As a child, Ms. McDonald, 34, had what was considered severe scoliosis; now, thanks to her yoga practice, she is able to twist herself like a pretzel and stand on one leg — the “bird of paradise” pose.

She is well aware that many in the official yoga industry would disapprove of her 420 class and doesn’t care. “I find it to be a valuable tool in teaching,” she said. “Disbelief is my biggest obstacle. People don’t believe that they can feel their heart beat or that they can send breath into their lower appendages. A little pot relaxes them into comprehending. And if you want to just lie down in my class, that’s O.K., too.”

William Sands, dean of the College of Maharishi Vedic Science at Maharishi University of Management in Fairfield, Iowa, represents the stringent opposition. He has just finished writing a book on Maharishi Mahesh Yogi, who mentored the Beatles and introduced the West to transcendental meditation. Dr. Sands said that “marijuana inhibits the ability to experience yoga — the inner self — and is therefore incompatible with the practice of transcendental meditation.” To Dr. Sands, yoga is the full package: a physical and mental discipline.

Others make a distinction between the kind of discipline required for yoga and for meditation.

Ms. McDonald said she understands why certain yogis disapprove of pairing the practice with pot. “Some devotees have literally dedicated their lives to yoga,” she said, “and as a result they tend to see it as an ideal, beyond human flaws, capable of our salvation.
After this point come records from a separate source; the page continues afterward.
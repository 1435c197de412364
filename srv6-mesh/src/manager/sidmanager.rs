use std::sync::Arc;

use srv6_mesh_common::SidInfo;
use tracing::{debug, info, warn};

use crate::manager::allocator::{SidAllocator, SidManagerSubscriber};
use crate::manager::{OWNER_NAME, SidSource, Srv6Manager, State};

impl<V, P, S> SidManagerSubscriber for Srv6Manager<V, P, S>
where
    V: Send + 'static,
    P: Send + 'static,
    S: Send + 'static,
{
    fn on_add_locator(&self, pool: &str, allocator: Arc<dyn SidAllocator>) {
        info!(pool, "locator pool added");
        let mut state = self.lock();
        state.pools.insert(pool.to_string(), allocator.clone());
        restore_pool_allocations(&mut state, pool, allocator.as_ref());
        drop(state);
        self.wake();
    }

    fn on_update_locator(
        &self,
        pool: &str,
        old: Arc<dyn SidAllocator>,
        new: Arc<dyn SidAllocator>,
    ) {
        info!(pool, "locator pool updated");
        let mut state = self.lock();
        state.pools.insert(pool.to_string(), new.clone());

        let source = SidSource::Pool(pool.to_string());
        let new_type = new.behavior_type();
        for (name, entry) in state.vrfs.iter_mut() {
            if entry.sid_source.as_ref() != Some(&source) {
                continue;
            }
            let Some(info) = entry.sid_info.as_ref() else {
                continue;
            };
            if info.behavior_type == new_type {
                continue;
            }
            // the locator's scheme changed; the stale SID goes back to the
            // old allocator and the next pass allocates from the new one
            debug!(vrf = %name, sid = %info.sid, "behavior type changed, releasing SID");
            if let Err(e) = old.release(info.sid.addr()) {
                warn!(%e, vrf = %name, "failed to release SID on locator update");
            }
            entry.sid_info = None;
            entry.sid_source = None;
        }
        drop(state);
        self.wake();
    }

    fn on_delete_locator(&self, pool: &str, _allocator: Arc<dyn SidAllocator>) {
        info!(pool, "locator pool deleted");
        let mut state = self.lock();
        state.pools.remove(pool);

        // the pool's allocations ceased to exist with it; drop the bindings
        // and let the next pass remove the map entries
        let source = SidSource::Pool(pool.to_string());
        for (name, entry) in state.vrfs.iter_mut() {
            if entry.sid_source.as_ref() != Some(&source) {
                continue;
            }
            debug!(vrf = %name, "dropping SID of deleted locator pool");
            entry.sid_info = None;
            entry.sid_source = None;
        }
        drop(state);
        self.wake();
    }
}

/// Reconcile allocations the pool reports as previously owned by this
/// manager against the current VRF specs. Compatible allocations are adopted
/// unchanged, everything else is released.
fn restore_pool_allocations<V, P, S>(
    state: &mut State<V, P, S>,
    pool: &str,
    allocator: &dyn SidAllocator,
) {
    let mut allocations = allocator.allocated_sids(OWNER_NAME);
    if allocations.is_empty() {
        return;
    }
    // adopt duplicates deterministically: earliest SID wins
    allocations.sort_by_key(|info| info.sid.octets());

    for info in allocations {
        if adopt_restored_sid(state, pool, &info) {
            continue;
        }
        debug!(vrf = %info.metadata, sid = %info.sid, "releasing unrestorable SID");
        if let Err(e) = allocator.release(info.sid.addr()) {
            warn!(%e, sid = %info.sid, "failed to release unrestorable SID");
        }
    }
}

fn adopt_restored_sid<V, P, S>(state: &mut State<V, P, S>, pool: &str, info: &SidInfo) -> bool {
    let sid_taken = state.vrfs.values().any(|entry| {
        entry
            .sid_info
            .as_ref()
            .is_some_and(|held| held.sid.addr() == info.sid.addr())
    });
    if sid_taken {
        return false;
    }
    match state.vrfs.get_mut(&info.metadata) {
        Some(entry)
            if entry.config.export_route_target.is_some()
                && entry.config.locator_pool_ref.as_deref() == Some(pool)
                && entry.sid_info.is_none() =>
        {
            info!(vrf = %info.metadata, sid = %info.sid, "restored SID allocation");
            entry.sid_source = Some(SidSource::Pool(pool.to_string()));
            entry.sid_info = Some(info.clone());
            true
        }
        _ => false,
    }
}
I think that perfection is found by authentically being in the present moment, rather than as an outcome of enlightenment. So I’m not afraid to admit I’m not perfect and come out of the closet on these issues.”
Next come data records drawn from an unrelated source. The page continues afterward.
use std::process::ExitCode;
use std::sync::Arc;

use clap::Parser;
use srv6_mesh::config::{Cli, Commands};
use srv6_mesh::manager::allocator::SidManager;
use srv6_mesh::manager::signaler::Signaler;
use srv6_mesh::{Result, agent};
use tokio::sync::oneshot;
use tokio_util::sync::CancellationToken;
use tracing::error;
use tracing_subscriber::layer::SubscriberExt;
use tracing_subscriber::util::SubscriberInitExt;

#[tokio::main]
async fn main() -> ExitCode {
    setup_logging();
    let cli = Cli::parse();

    let result = match cli.command {
        Commands::Agent(args) => run_agent(args).await,
        Commands::Crds => srv6_mesh_crds::crd_gen_all().map_err(Into::into),
    };

    match result {
        Ok(()) => ExitCode::SUCCESS,
        Err(e) => {
            error!(%e, "exiting with error");
            ExitCode::FAILURE
        }
    }
}

async fn run_agent(args: srv6_mesh::config::AgentArgs) -> Result<()> {
    let cancel = CancellationToken::new();
    let signals = cancel.clone();
    tokio::spawn(async move {
        shutdown_signal().await;
        signals.cancel();
    });

    // The SID manager is provided by an external control-plane component
    // that resolves this channel; a standalone agent runs without one.
    let (sid_manager_tx, sid_manager_rx) = oneshot::channel::<Arc<dyn SidManager>>();
    drop(sid_manager_tx);

    let signaler = Arc::new(Signaler::new());

    agent::start(args, sid_manager_rx, signaler, cancel).await
}

async fn shutdown_signal() {
    let ctrl_c = tokio::signal::ctrl_c();

    #[cfg(unix)]
    {
        let mut sigterm = match tokio::signal::unix::signal(tokio::signal::unix::SignalKind::terminate()) {
            Ok(sigterm) => sigterm,
            Err(e) => {
                error!(%e, "failed to install SIGTERM handler");
                let _ = ctrl_c.await;
                return;
            }
        };
        tokio::select! {
            _ = ctrl_c => {}
            _ = sigterm.recv() => {}
        }
    }

    #[cfg(not(unix))]
    {
        let _ = ctrl_c.await;
    }
}

fn setup_logging() {
    tracing_subscriber::registry()
        .with(
            tracing_subscriber::EnvFilter::try_from_default_env()
                .unwrap_or_else(|_| "srv6_mesh=info".into()),
        )
        .with(tracing_subscriber::fmt::layer())
        .init();
}
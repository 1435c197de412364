use kube::CustomResource;
use schemars::JsonSchema;
use serde::{Deserialize, Serialize};

pub const NAME_GROUP_SRV6EGRESSPOLICY: &str = "srv6egresspolicies.srv6-mesh.dev";

/// An explicit VRF-scoped egress route: traffic in the VRF towards the
/// destination CIDRs is steered to the destination SID, bypassing endpoint
/// selection.
#[derive(CustomResource, JsonSchema, Serialize, Deserialize, Default, PartialEq, Clone, Debug)]
#[kube(
    group = "srv6-mesh.dev",
    version = "v1alpha1",
    kind = "SRv6EgressPolicy",
    derive = "Default",
    derive = "PartialEq"
)]
#[serde(rename_all = "camelCase")]
pub struct SRv6EgressPolicySpec {
    #[serde(rename = "vrfID")]
    pub vrf_id: u32,

    #[serde(rename = "destinationCIDRs")]
    pub destination_cidrs: Vec<String>,

    #[serde(rename = "destinationSID")]
    pub destination_sid: String,
}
Here’s the part that I find the most interesting, which may just mean the part that I’m most skeptical about — of course, I’d say I’m pretty solidly skeptical about all our attempts to understand the “roots” of yoga. To me, it always sounds like people put onto yoga what they want to find there. For instance:

Dee Dussault of San Francisco is another rare instructor who advertises what she teaches, in her case Ganja Yoga. Ms. Dussault traces the division between what she calls tantric yoga and straight yoga to the Buddha, who advocated purity.

“Tantric yoga says you use whatever tools are available to get to a place of transcendence,” she said, adding the caveat that marijuana must be used “mindfully.”
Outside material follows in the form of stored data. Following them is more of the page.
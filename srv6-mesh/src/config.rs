use std::net::SocketAddr;
use std::path::PathBuf;

use clap::{Parser, Subcommand};
use ipnet::Ipv6Net;

#[derive(Debug, Parser)]
#[command(version, about, long_about = None)]
pub struct Cli {
    #[command(subcommand)]
    pub command: Commands,
}

#[derive(Clone, Subcommand, Debug)]
pub enum Commands {
    /// Run the node agent
    Agent(AgentArgs),
    /// Print the CRD manifests
    Crds,
}

#[derive(Parser, Debug, Clone)]
pub struct AgentArgs {
    /// Path to the bpf fs for pinned maps
    #[arg(long, default_value = "/sys/fs/bpf")]
    pub bpf_fs: PathBuf,

    /// Metrics and readiness listener
    #[arg(long, default_value = "0.0.0.0:9960")]
    pub metrics_address: SocketAddr,

    /// Name of the node the agent is running on
    #[arg(long, env = "NODE_NAME")]
    pub node_name: String,

    /// Prefix the default SID allocator hands addresses from
    #[arg(long, env = "SID_PREFIX", default_value = "fd00:0:1:1::/64")]
    pub sid_prefix: Ipv6Net,

    /// Program SRv6 egress state. When disabled, inputs are still accepted
    /// but no datapath map is written.
    #[arg(long, default_value_t = true, action = clap::ArgAction::Set)]
    pub enable_srv6: bool,
}
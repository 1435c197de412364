use std::collections::{BTreeMap, BTreeSet};
use std::fmt::Display;
use std::net::Ipv4Addr;

use kube::core::{Selector, SelectorExt};
use srv6_mesh_common::IdentityId;

/// Stable workload identifier: namespace plus pod name.
#[derive(Clone, Debug, PartialEq, Eq, Hash)]
pub struct EndpointId {
    pub namespace: String,
    pub name: String,
}

impl Display for EndpointId {
    fn fmt(&self, f: &mut std::fmt::Formatter<'_>) -> std::fmt::Result {
        write!(f, "{}/{}", self.namespace, self.name)
    }
}

/// One workload as indexed by the manager. An endpoint without a resolved
/// identity is held but contributes nothing to VRF selection.
#[derive(Clone, Debug)]
pub struct Endpoint {
    pub id: EndpointId,
    pub labels: BTreeMap<String, String>,
    pub ips: Vec<Ipv4Addr>,
    pub identity: Option<IdentityId>,
}

/// Evaluate a rule's selectors across the endpoint index. An empty selector
/// list matches nothing.
pub(crate) fn ips_matching<'a>(
    endpoints: impl Iterator<Item = &'a Endpoint>,
    selectors: &[Selector],
) -> BTreeSet<Ipv4Addr> {
    let mut ips = BTreeSet::new();
    if selectors.is_empty() {
        return ips;
    }
    for endpoint in endpoints {
        if endpoint.identity.is_none() {
            continue;
        }
        if selectors
            .iter()
            .any(|selector| selector.matches(&endpoint.labels))
        {
            ips.extend(endpoint.ips.iter().copied());
        }
    }
    ips
}

#[cfg(test)]
mod tests {
    use kube::core::Expression;

    use super::*;

    fn endpoint(name: &str, key: &str, value: &str, ip: Ipv4Addr) -> Endpoint {
        let mut labels = BTreeMap::new();
        labels.insert(key.to_string(), value.to_string());
        Endpoint {
            id: EndpointId {
                namespace: "default".into(),
                name: name.into(),
            },
            labels,
            ips: vec![ip],
            identity: Some(1000),
        }
    }

    #[test]
    fn matching_endpoints_contribute_their_ips() {
        let eps = vec![
            endpoint("pod1", "vrf", "vrf0", Ipv4Addr::new(10, 0, 0, 1)),
            endpoint("pod2", "vrf", "vrf1", Ipv4Addr::new(10, 0, 0, 2)),
        ];
        let selector: Selector = Expression::Equal("vrf".into(), "vrf0".into()).into();

        let ips = ips_matching(eps.iter(), &[selector]);
        assert_eq!(ips.len(), 1);
        assert!(ips.contains(&Ipv4Addr::new(10, 0, 0, 1)));
    }

    #[test]
    fn empty_selector_list_matches_nothing() {
        let eps = vec![endpoint("pod1", "vrf", "vrf0", Ipv4Addr::new(10, 0, 0, 1))];
        assert!(ips_matching(eps.iter(), &[]).is_empty());
    }

    #[test]
    fn endpoints_without_identity_are_inactive() {
        let mut ep = endpoint("pod1", "vrf", "vrf0", Ipv4Addr::new(10, 0, 0, 1));
        ep.identity = None;
        let selector: Selector = Expression::Equal("vrf".into(), "vrf0".into()).into();

        assert!(ips_matching([&ep].into_iter(), &[selector]).is_empty());
    }

    #[test]
    fn any_selector_in_the_rule_matches() {
        let eps = vec![
            endpoint("pod1", "vrf", "vrf0", Ipv4Addr::new(10, 0, 0, 1)),
            endpoint("pod2", "vrf", "vrf1", Ipv4Addr::new(10, 0, 0, 2)),
        ];
        let selectors: Vec<Selector> = vec![
            Expression::Equal("vrf".into(), "vrf0".into()).into(),
            Expression::Equal("vrf".into(), "vrf1".into()).into(),
        ];

        assert_eq!(ips_matching(eps.iter(), &selectors).len(), 2);
    }
}
use std::net::Ipv6Addr;

use thiserror::Error;

pub type Result<T, E = Error> = std::result::Result<T, E>;

#[derive(Error, Debug)]
pub enum Error {
    #[error("invalid CIDR {0:?}")]
    InvalidCidr(String),

    #[error("invalid SID {0:?}")]
    InvalidSid(String),

    #[error("invalid selector: {0}")]
    InvalidSelector(String),

    #[error("rules must have at least one selector and one destination CIDR")]
    EmptyRules,

    #[error("invalid route target {0:?}")]
    InvalidRouteTarget(String),

    #[error("locator pool {0:?} is not known")]
    PoolMissing(String),

    #[error("SID allocation failed: {0}")]
    AllocationFailed(String),

    #[error("SID {0} claimed with conflicting VRF ids")]
    SidConflict(Ipv6Addr),

    #[error("identity resolution failed: {0}")]
    Identity(String),

    #[error("key does not exist")]
    KeyNotExist,

    #[error("io error: {0}")]
    Io(#[from] std::io::Error),

    #[error("kube error: {0}")]
    Kube(#[from] kube::Error),

    #[error("bpf map error: {0}")]
    Map(#[from] aya::maps::MapError),

    #[error("serialization error: {0}")]
    Serialization(#[from] serde_json::Error),

    #[error("crd error: {0}")]
    Crds(#[from] srv6_mesh_crds::Error),
}
use std::borrow::BorrowMut;
use std::hash::Hash;
use std::path::Path;

use aya::Pod;
use aya::maps::{HashMap, Map, MapData, MapError};

use crate::{Error, Result};

/// Pin names of the datapath maps under the bpf fs.
pub const VRF_MAP_PIN: &str = "srv6_vrf_v4";
pub const POLICY_MAP_PIN: &str = "srv6_policy_v4";
pub const SID_MAP_PIN: &str = "srv6_sid";

pub trait BpfMap<K, V> {
    fn update(&mut self, key: K, value: V) -> Result<()>;
    fn delete(&mut self, key: &K) -> Result<()>;
    fn get(&self, key: &K) -> Result<V>;
    fn get_state(&self) -> Result<ahash::HashMap<K, V>>;
}

impl<T: BorrowMut<MapData>, K: Pod + Eq + Hash, V: Pod> BpfMap<K, V> for HashMap<T, K, V> {
    fn update(&mut self, key: K, value: V) -> Result<()> {
        Ok(self.insert(key, value, 0)?)
    }
    fn delete(&mut self, key: &K) -> Result<()> {
        Ok(self.remove(key)?)
    }
    fn get(&self, key: &K) -> Result<V> {
        match <HashMap<T, K, V>>::get(self, key, 0) {
            Ok(value) => Ok(value),
            Err(MapError::KeyNotFound) => Err(Error::KeyNotExist),
            Err(e) => Err(e.into()),
        }
    }
    fn get_state(&self) -> Result<ahash::HashMap<K, V>> {
        let mut map = ahash::HashMap::default();
        for kv in self.iter() {
            match kv {
                Ok((k, v)) => {
                    map.insert(k, v);
                }
                Err(e) => return Err(e.into()),
            }
        }
        Ok(map)
    }
}

impl<K: Eq + Hash + Clone, V: Clone> BpfMap<K, V> for ahash::HashMap<K, V> {
    fn update(&mut self, key: K, value: V) -> Result<()> {
        self.insert(key, value);
        Ok(())
    }
    fn delete(&mut self, key: &K) -> Result<()> {
        self.remove(key);
        Ok(())
    }
    fn get(&self, key: &K) -> Result<V> {
        <ahash::HashMap<K, V>>::get(self, key)
            .cloned()
            .ok_or(Error::KeyNotExist)
    }
    fn get_state(&self) -> Result<ahash::HashMap<K, V>> {
        Ok(self.clone())
    }
}

/// Open a map the datapath loader pinned under the bpf fs.
pub fn open_pinned_map<K: Pod + Eq + Hash, V: Pod>(
    bpf_fs: &Path,
    name: &str,
) -> Result<HashMap<MapData, K, V>> {
    let data = MapData::from_pin(bpf_fs.join(name))?;
    let map = Map::HashMap(data);
    Ok(map.try_into()?)
}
Yoga and herb intake have been linked since ancient times. The yoga sutras, written in Sanskrit before the time of Christ, are considered the practice’s foundational text. The sutras list herbs as one of five methods to lift the veil of ignorance, or the barrier between the conscious and the unconscious. Dr. Sands, though, expressed skepticism, saying that the “herbs” in question could be as uncontroversial as cardamom. “People who interpret the sutras’ use of ‘herbs’ as marijuana,” he said, “are looking for a rationale.”

But Mark Haskell Smith, the novelist and author of the nonfiction “Heart of Dankness: Underground Botanists, Outlaw Farmers, and the Race for the Cannabis Cup ,” is pretty sure that the sutras do not refer to cardamom. A yoga practitioner for 20 years, Mr. Smith said he occasionally uses pot when he practices. When he does, he said, he finds that “I go more deeply into the asanas,” or poses.

“Part of the point of yoga is to relax the body,” he said. “And marijuana helps a lot of people to do that.”

The Times story is pegged to yoga in Colorado and Washington, where voters just approved looser marijuana laws. It suggests we could be seeing more “ganga yoga” classes in those states as a result.